A career which involves writing can seem like the perfect fit, if you are an aspiring author. In a talk I gave this weekend to the Stevenage Writers’ Group I outlined some of the pros and cons, including being realistic about “giving up the day job.” Thank you to the group; it was a lovely laid-back session on a beautiful sunny day and I am grateful for the opportunity to spend some time in their stimulating and fun company.
Thank you for asking me to talk a bit about what I do. My job is to write educational features and commercial scripts of all sorts, for a children’s radio station. I get to invent characters sometimes. Other times I use a client’s own characters and put words in their mouths.
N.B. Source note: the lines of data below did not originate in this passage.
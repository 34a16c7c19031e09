//! Dataset build orchestration.
//!
//! [`DatasetBuilder`] wires the collaborators together: CSV ingestion, label
//! indexing, tokenization, shuffled train/test splitting, embedding with
//! pad/truncate shaping, siamese pair assembly, and batch-loader wrapping.
//! Everything is staged sequentially within one call; any failure aborts the
//! whole build.
//!
//! # Example
//!
//! ```ignore
//! use intent_dataset::{DatasetBuilder, DatasetConfig};
//!
//! let config = DatasetConfig::default().with_seed(42);
//! let builder = DatasetBuilder::new(config, tokenizer)?;
//!
//! let (mut train, mut test) = builder.intent_train(&embedder, "dataset.csv")?;
//! for (batch, labels) in train.epoch() {
//!     // feed to the classifier
//! }
//! ```

use crate::batch::BatchLoader;
use crate::config::DatasetConfig;
use crate::corpus::Corpus;
use crate::embedding::{pad_sequencing, Embedder, TokenSequence, Tokenizer};
use crate::error::{DatasetError, Result};
use crate::labeling::LabelIndex;
use crate::pairs::{adjacency_pairs, parity_trim, PairSet};
use ndarray::{Array1, Array3, Array4, Axis, Ix3, Ix4};
use rand::rngs::StdRng;
use rand::seq::SliceRandom;
use rand::{Rng, SeedableRng};
use std::path::Path;

/// One tokenized record: the token sequence plus its dense label id.
type TokenizedRecord = (TokenSequence, usize);

/// Tokenized corpus with its label mapping, the output of
/// [`DatasetBuilder::embed_train`].
#[derive(Debug, Clone)]
pub struct EmbeddedCorpus {
    /// Token sequences, one per CSV row, in file order
    pub data: Vec<TokenSequence>,

    /// Dense label ids parallel to `data`
    pub labels: Vec<usize>,

    /// Label string -> id mapping over the full label column
    pub label_index: LabelIndex,
}

/// Builds training datasets for the intent and siamese regimes.
///
/// The tokenizer and configuration are injected at construction; the
/// embedder is passed per call since different regimes may embed with
/// different models.
#[derive(Debug)]
pub struct DatasetBuilder<T: Tokenizer> {
    config: DatasetConfig,
    tokenizer: T,
}

impl<T: Tokenizer> DatasetBuilder<T> {
    /// Create a builder from a validated configuration and a tokenizer.
    pub fn new(config: DatasetConfig, tokenizer: T) -> Result<Self> {
        config.validate()?;
        Ok(Self { config, tokenizer })
    }

    /// The builder's configuration.
    pub fn config(&self) -> &DatasetConfig {
        &self.config
    }

    /// Load and tokenize a CSV corpus.
    ///
    /// Builds the label index over the full (pre-shuffle) label column, maps
    /// every label to its dense id, and tokenizes every question
    /// independently in row order with `train = true`.
    pub fn embed_train<P: AsRef<Path>>(&self, path: P) -> Result<EmbeddedCorpus> {
        let corpus = Corpus::load(path)?;

        let label_index = LabelIndex::from_labels(corpus.intents());
        let labels: Vec<usize> = corpus
            .intents()
            .map(|intent| {
                // Index was built over this exact column, lookup can't miss.
                label_index.id(intent).unwrap_or_default()
            })
            .collect();

        let data: Vec<TokenSequence> = corpus
            .records()
            .iter()
            .map(|record| self.tokenizer.tokenize(&record.question, true))
            .collect();

        log::info!(
            "tokenized {} records across {} intent classes",
            data.len(),
            label_index.num_classes()
        );
        if log::log_enabled!(log::Level::Debug) {
            let stats = label_index.stats(corpus.intents());
            log::debug!("class distribution: {:?}", stats.counts);
        }

        Ok(EmbeddedCorpus {
            data,
            labels,
            label_index,
        })
    }

    /// Build shuffled train/test batch loaders for the intent classifier.
    ///
    /// Records are shuffled, split at `floor(N * intent_ratio)`, embedded,
    /// padded to `[max_len, vector_size]`, and stacked into
    /// `[count, max_len, vector_size]` tensors per split.
    pub fn intent_train<E, P>(
        &self,
        embedder: &E,
        path: P,
    ) -> Result<(BatchLoader<Ix3>, BatchLoader<Ix3>)>
    where
        E: Embedder,
        P: AsRef<Path>,
    {
        let mut rng = self.build_rng();
        let (train_records, test_records) = self.load_and_split(path, &mut rng)?;

        let (train_data, train_labels) = self.stack_records(embedder, &train_records, "train")?;
        let (test_data, test_labels) = self.stack_records(embedder, &test_records, "test")?;

        let train = BatchLoader::new(
            train_data,
            train_labels,
            self.config.batch_size,
            self.loader_seed(&mut rng),
        )?;
        let test = BatchLoader::new(
            test_data,
            test_labels,
            self.config.batch_size,
            self.loader_seed(&mut rng),
        )?;

        Ok((train, test))
    }

    /// Build shuffled train/test batch loaders for the siamese model.
    ///
    /// After the same load/shuffle/split as [`DatasetBuilder::intent_train`],
    /// each split is independently trimmed to even length, paired by
    /// adjacency, and stacked into `[n_pairs, 2, max_len, vector_size]`
    /// tensors with binary same-intent labels.
    pub fn siamese_train<E, P>(
        &self,
        embedder: &E,
        path: P,
    ) -> Result<(BatchLoader<Ix4>, BatchLoader<Ix4>)>
    where
        E: Embedder,
        P: AsRef<Path>,
    {
        let mut rng = self.build_rng();
        let (mut train_records, mut test_records) = self.load_and_split(path, &mut rng)?;

        parity_trim(&mut train_records);
        parity_trim(&mut test_records);

        let train_pairs = adjacency_pairs(&train_records);
        let test_pairs = adjacency_pairs(&test_records);

        let (train_data, train_labels) = self.stack_pairs(embedder, &train_pairs, "train")?;
        let (test_data, test_labels) = self.stack_pairs(embedder, &test_pairs, "test")?;

        let train = BatchLoader::new(
            train_data,
            train_labels,
            self.config.batch_size,
            self.loader_seed(&mut rng),
        )?;
        let test = BatchLoader::new(
            test_data,
            test_labels,
            self.config.batch_size,
            self.loader_seed(&mut rng),
        )?;

        Ok((train, test))
    }

    /// Shuffle the tokenized corpus and split it at
    /// `floor(N * intent_ratio)`.
    fn load_and_split<P: AsRef<Path>>(
        &self,
        path: P,
        rng: &mut StdRng,
    ) -> Result<(Vec<TokenizedRecord>, Vec<TokenizedRecord>)> {
        let corpus = self.embed_train(path)?;
        let mut records: Vec<TokenizedRecord> =
            corpus.data.into_iter().zip(corpus.labels).collect();

        records.shuffle(rng);

        let split_point = (records.len() as f64 * self.config.intent_ratio) as usize;
        let test_records = records.split_off(split_point);
        let train_records = records;

        log::info!(
            "split {} records into {} train / {} test",
            train_records.len() + test_records.len(),
            train_records.len(),
            test_records.len()
        );

        if train_records.is_empty() {
            return Err(DatasetError::empty(
                "train",
                format!("ratio {} over too few records", self.config.intent_ratio),
            ));
        }
        if test_records.is_empty() {
            return Err(DatasetError::empty(
                "test",
                format!("ratio {} over too few records", self.config.intent_ratio),
            ));
        }

        Ok((train_records, test_records))
    }

    /// Embed, pad, and stack one split's records into
    /// `[count, max_len, vector_size]` plus a `[count]` label tensor.
    fn stack_records<E: Embedder>(
        &self,
        embedder: &E,
        records: &[TokenizedRecord],
        split: &'static str,
    ) -> Result<(Array3<f64>, Array1<i64>)> {
        if records.is_empty() {
            return Err(DatasetError::empty(split, "nothing to stack"));
        }

        let mut data = Array3::<f64>::zeros((
            records.len(),
            self.config.max_len,
            self.config.vector_size,
        ));
        let mut labels = Vec::with_capacity(records.len());

        for (i, (tokens, label)) in records.iter().enumerate() {
            let padded = pad_sequencing(
                &embedder.embed(tokens),
                self.config.max_len,
                self.config.vector_size,
            )?;
            data.index_axis_mut(Axis(0), i).assign(&padded);
            labels.push(*label as i64);
        }

        Ok((data, Array1::from_vec(labels)))
    }

    /// Embed, pad, and stack one split's pairs into
    /// `[n_pairs, 2, max_len, vector_size]` plus binary labels, positives
    /// before negatives.
    fn stack_pairs<E: Embedder>(
        &self,
        embedder: &E,
        pairs: &PairSet<TokenSequence>,
        split: &'static str,
    ) -> Result<(Array4<f64>, Array1<i64>)> {
        if pairs.is_empty() {
            return Err(DatasetError::empty(split, "pairing produced no pairs"));
        }

        let mut data = Array4::<f64>::zeros((
            pairs.len(),
            2,
            self.config.max_len,
            self.config.vector_size,
        ));
        let mut labels = Vec::with_capacity(pairs.len());

        let labeled = pairs
            .positive
            .iter()
            .map(|pair| (pair, 1i64))
            .chain(pairs.negative.iter().map(|pair| (pair, 0i64)));

        for (i, ((first, second), label)) in labeled.enumerate() {
            let sides = [first, second];
            for (side, tokens) in sides.into_iter().enumerate() {
                let padded = pad_sequencing(
                    &embedder.embed(tokens),
                    self.config.max_len,
                    self.config.vector_size,
                )?;
                data.index_axis_mut(Axis(0), i)
                    .index_axis_mut(Axis(0), side)
                    .assign(&padded);
            }
            labels.push(label);
        }

        Ok((data, Array1::from_vec(labels)))
    }

    /// Random source for shuffling, seeded when the config asks for
    /// reproducibility.
    fn build_rng(&self) -> StdRng {
        match self.config.seed {
            Some(seed) => StdRng::seed_from_u64(seed),
            None => StdRng::from_entropy(),
        }
    }

    /// Derive a loader seed from the build RNG so seeded builds stay
    /// reproducible end to end.
    fn loader_seed(&self, rng: &mut StdRng) -> Option<u64> {
        self.config.seed.map(|_| rng.gen())
    }
}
So that’s my job.
My own writing ranges from TV pilot scripts, feature length screenplays in the science fiction genre, to a novel in progress. Increasingly I like short form and have played with flash fiction too. I’ve had a few wins and awards but the amount of money I’ve generated from all this doesn’t quite stretch to four figures. So I won’t be giving up the day job just yet. In fact … I don’t see a time where I will. And that’s OK. I hope I can explain why I feel this way.
Of course people do make money from their own writing, especially these days from e-book sales, but as you probably know the average working writer in the UK draws a salary from his or her writing of less than seven thousand pounds a year.
A good advance on a first novel might be 5,000UKP. Afternoon drama for Radio 4 might be around the same although you would get repeat fees for that. Screenplays are quite lucrative – get one of those optioned and you could be talking 30,000UKP or more. Sadly however getting optioned is marginally more difficult than trying to learn Polish overnight. Having attempted both I’ve had a little more success with the Polish thanks to a particularly grueling commission.
If you get that advance the carousel doesn’t stop. Only two per cent of books published are bestsellers and over eighty per cent of books published in the UK sell less than five hundred copies. Make no mistake, even as a full-time author of nothing but your own works you will need to keep writing to maintain an income from your writing.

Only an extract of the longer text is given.